Managing large images collections

Question

Managing large images collections

Noah Parker

Hello,

As an imageboard user and data hoarder, I save all the content I find interesting, amusing, or arousing. You know this very well since you are probably the same way.

I have several thousands of images sitting on my hard drive, most of which have been saved by hand. This is content I dedicate time for searching, so it is pretty special. I have several thousands more images but those are scrapped, so I have no troubles organizing them. I have postponed the sorting of these images for a while and hand-sorting them is just painful and time consuming. At the moment, I have about 5000 images left to organise in around 200 thematic folders. I thought about deploying simple machine-learning based solutions using python and tensorflow, but they are unlikely to fit the granularity level I go for, since vastly different images can fit together in the same folder (think of memes, as an example). Also, organizing the dataset by hand for learning would be pretty much what I am trying to accomplish right now.

Do you have a similar collection ? Do you have a set-up to manage it ?

June 11, 2017 - 07:36

Other urls found in this thread:

github.com/hydrusnetwork/hydrus
hydrusnetwork.github.io/hydrus/help/getting_started_tags.html
hydrusnetwork.github.io/hydrus/help/faq.html
hydrusnetwork.github.io/hydrus/help/local_booru.html)
twitter.com/NSFWRedditVideo

Luke Bennett

Some user told me about this: github.com/hydrusnetwork/hydrus

June 11, 2017 - 07:39

Nolan Howard

>github.com/hydrusnetwork/hydrus

This is incredible and very much valuable, thank you user.

June 11, 2017 - 07:40

Angel Smith

Interesting. Thanks.

June 11, 2017 - 07:42

Jose Jackson

Seconding Hydrus. Just use that.

Note that it will maintain it's own file and folder structure (all hash based).

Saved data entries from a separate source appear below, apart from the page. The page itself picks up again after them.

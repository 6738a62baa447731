use crate::ast::*;
use crate::error::{ParseError, ParseResult};
use crate::id_generator::IDGenerator;
use crate::tokenizer::{tokenize, tokenize_tag, unquote_string, TagToken, Token};

/// Parse a `.cf` source into a document.
pub fn parse(source: &str) -> ParseResult<Document> {
    parse_with_path(source, "untitled.cf")
}

/// Parse a `.cf` source, seeding span ids from the file path.
pub fn parse_with_path(source: &str, path: &str) -> ParseResult<Document> {
    Parser::new(source, IDGenerator::new(path)).parse_document()
}

/// A `{{ … }}` tag split into its name, closing flag, and attributes.
#[derive(Debug)]
struct ParsedTag {
    name: String,
    closing: bool,
    attributes: Vec<(String, String)>,
}

impl ParsedTag {
    fn attribute(&self, key: &str) -> Option<&str> {
        self.attributes
            .iter()
            .find(|(k, _)| k == key)
            .map(|(_, v)| v.as_str())
    }
}

/// Recursive-descent parser over the document token stream
pub struct Parser<'src> {
    tokens: Vec<(Token<'src>, std::ops::Range<usize>)>,
    pos: usize,
    id_generator: IDGenerator,
}

impl<'src> Parser<'src> {
    pub fn new(source: &'src str, id_generator: IDGenerator) -> Self {
        let tokens = tokenize(source);
        Self {
            tokens,
            pos: 0,
            id_generator,
        }
    }

    #[cfg(test)]
    pub fn new_with_path(source: &'src str, path: &str) -> Self {
        Self::new(source, IDGenerator::new(path))
    }

    /// Parse a complete document
    pub fn parse_document(&mut self) -> ParseResult<Document> {
        let mut doc = Document::new();
        let mut markup = String::new();
        let mut markup_start = 0;
        let mut markup_end = 0;

        while let Some((token, range)) = self.peek().cloned() {
            match token {
                Token::Text(text) => {
                    if markup.is_empty() {
                        markup_start = range.start;
                    }
                    markup.push_str(text);
                    markup_end = range.end;
                    self.advance();
                }
                Token::Tag(raw) => {
                    match classify_tag(raw, range.start)? {
                        Some(tag) if !tag.closing && tag.name == "preview" => {
                            self.flush_markup(&mut doc, &mut markup, markup_start, markup_end);
                            self.advance();
                            let preview = self.parse_preview(range.start, &tag)?;
                            doc.nodes.push(Node::Preview(preview));
                        }
                        Some(tag) if !tag.closing && tag.name == "snippet" => {
                            return Err(ParseError::unexpected_block(
                                "snippet",
                                range.start,
                                "snippet blocks may only appear inside a preview block",
                            ));
                        }
                        Some(tag) if tag.closing => {
                            return Err(ParseError::unexpected_closing_tag(tag.name, range.start));
                        }
                        // Unknown tag names and non-tag `{{ … }}` text pass
                        // through as page markup.
                        _ => {
                            if markup.is_empty() {
                                markup_start = range.start;
                            }
                            markup.push_str(raw);
                            markup_end = range.end;
                            self.advance();
                        }
                    }
                }
            }
        }

        self.flush_markup(&mut doc, &mut markup, markup_start, markup_end);
        Ok(doc)
    }

    fn flush_markup(
        &mut self,
        doc: &mut Document,
        markup: &mut String,
        start: usize,
        end: usize,
    ) {
        if markup.is_empty() {
            return;
        }
        doc.nodes.push(Node::Markup {
            text: std::mem::take(markup),
            span: Span::new(start, end, self.id_generator.new_id()),
        });
    }

    /// Parse the inside of a preview block, after its opening tag
    fn parse_preview(&mut self, start: usize, open: &ParsedTag) -> ParseResult<PreviewBlock> {
        let title = open.attribute("title").map(String::from);
        let mut snippets = Vec::new();

        loop {
            let Some((token, range)) = self.peek().cloned() else {
                return Err(ParseError::unclosed_block("preview", start));
            };

            match token {
                Token::Text(text) => {
                    // Whitespace between snippets is insignificant
                    if !text.trim().is_empty() {
                        return Err(ParseError::unexpected_content(
                            range.start,
                            "only snippet blocks may appear inside a preview block",
                        ));
                    }
                    self.advance();
                }
                Token::Tag(raw) => match classify_tag(raw, range.start)? {
                    Some(tag) if tag.closing && tag.name == "preview" => {
                        self.advance();
                        return Ok(PreviewBlock {
                            title,
                            snippets,
                            span: Span::new(start, range.end, self.id_generator.new_id()),
                        });
                    }
                    Some(tag) if tag.closing => {
                        return Err(ParseError::unexpected_closing_tag(tag.name, range.start));
                    }
                    Some(tag) if tag.name == "snippet" => {
                        self.advance();
                        snippets.push(self.parse_snippet(range.start, &tag)?);
                    }
                    Some(_) => {
                        return Err(ParseError::unexpected_block(
                            "preview",
                            range.start,
                            "preview blocks cannot be nested",
                        ));
                    }
                    None => {
                        return Err(ParseError::unexpected_content(
                            range.start,
                            "only snippet blocks may appear inside a preview block",
                        ));
                    }
                },
            }
        }
    }

    /// Parse a snippet body, after its opening tag.
    ///
    /// The body is everything up to the matching `{{ /snippet }}`, verbatim.
    /// Tag-shaped sequences that are not the closing tag are part of the
    /// body.
    fn parse_snippet(&mut self, start: usize, open: &ParsedTag) -> ParseResult<SnippetBlock> {
        let language = open.attribute("lang").map(String::from);
        let mut body = String::new();

        loop {
            let Some((token, range)) = self.peek().cloned() else {
                return Err(ParseError::unclosed_block("snippet", start));
            };

            match token {
                Token::Text(text) => {
                    body.push_str(text);
                    self.advance();
                }
                Token::Tag(raw) => {
                    if let Ok(Some(tag)) = classify_tag(raw, range.start) {
                        if tag.closing && tag.name == "snippet" {
                            self.advance();
                            return Ok(SnippetBlock {
                                language,
                                body,
                                span: Span::new(start, range.end, self.id_generator.new_id()),
                            });
                        }
                    }
                    body.push_str(raw);
                    self.advance();
                }
            }
        }
    }

    fn peek(&self) -> Option<&(Token<'src>, std::ops::Range<usize>)> {
        self.tokens.get(self.pos)
    }

    fn advance(&mut self) {
        self.pos += 1;
    }
}

/// Split a raw `{{ … }}` tag into name, closing flag, and attributes.
///
/// Returns `Ok(None)` for tag-shaped text that is not a codeframe directive
/// (unknown name, or contents that do not lex as a tag) — callers treat
/// those as ordinary text. Returns an error only when a known directive is
/// written with malformed attributes.
fn classify_tag(raw: &str, pos: usize) -> ParseResult<Option<ParsedTag>> {
    let inner = &raw[2..raw.len() - 2];
    let Some(tokens) = tokenize_tag(inner) else {
        return Ok(None);
    };

    let mut iter = tokens.into_iter().peekable();

    let closing = matches!(iter.peek(), Some(TagToken::Slash));
    if closing {
        iter.next();
    }

    let name = match iter.next() {
        Some(TagToken::Ident(name)) => name.to_string(),
        _ => return Ok(None),
    };

    if name != "preview" && name != "snippet" {
        return Ok(None);
    }

    if closing {
        if iter.next().is_some() {
            return Err(ParseError::malformed_tag(
                pos,
                format!("closing tag '{{{{ /{} }}}}' takes no attributes", name),
            ));
        }
        return Ok(Some(ParsedTag {
            name,
            closing,
            attributes: Vec::new(),
        }));
    }

    let mut attributes = Vec::new();
    while let Some(token) = iter.next() {
        let key = match token {
            TagToken::Ident(key) => key.to_string(),
            other => {
                return Err(ParseError::malformed_tag(
                    pos,
                    format!("expected attribute name, found {}", other),
                ));
            }
        };
        match iter.next() {
            Some(TagToken::Equals) => {}
            _ => {
                return Err(ParseError::malformed_tag(
                    pos,
                    format!("expected '=' after attribute '{}'", key),
                ));
            }
        }
        let value = match iter.next() {
            Some(TagToken::String(quoted)) => unquote_string(quoted),
            _ => {
                return Err(ParseError::malformed_tag(
                    pos,
                    format!("expected quoted value for attribute '{}'", key),
                ));
            }
        };
        attributes.push((key, value));
    }

    Ok(Some(ParsedTag {
        name,
        closing,
        attributes,
    }))
}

It doesn't preserve YOUR folders and filenames, though you can grab them into the DB at import time.

June 11, 2017 - 07:45

Kevin Garcia

PS: To get other people's tags -which is one of the main uses this tool has, adding the PTR -the public tag repository by/for hydrus users- is the most important step:
hydrusnetwork.github.io/hydrus/help/getting_started_tags.html

You can also add downloaded tag database dump files (like from a *booru) in almost the same place, but the PTR is the big one.

June 11, 2017 - 07:56

Carson Davis

hydrus network is so freaking gay

I keep a complex file structure of anime images sorted by character, pairings, show ect ect
and then elo ranked using tournaments and manual comparisons and some fancy algorymths
and then rip tags from boorus using a program i wrote and embed the tags as metedata

coming soon: ranking individual tags using microsoft TRUESKILL and a gui to put it all together and btfo hydrus once and for all

btw hydrus copies all of your images into its own folder, freaking LAME

June 11, 2017 - 09:33

Jacob Parker

You have autism

June 11, 2017 - 09:34

Blake Ward

last time I used hydrus, it lagged horribly with large image collections. was this ever fixed?

June 11, 2017 - 09:35

Bentley Carter

>btw hydrus copies all of your images into its own folder, freaking LAME
Wait, it does? That's not gonna work out when I have around 40gb of images saved.

June 11, 2017 - 09:36

Kevin Morales

anyone who considers using hydrus network is reddit and also im not autistic

June 11, 2017 - 09:38

Alexander Rogers

Hydrus is shit, yes, but you have autism.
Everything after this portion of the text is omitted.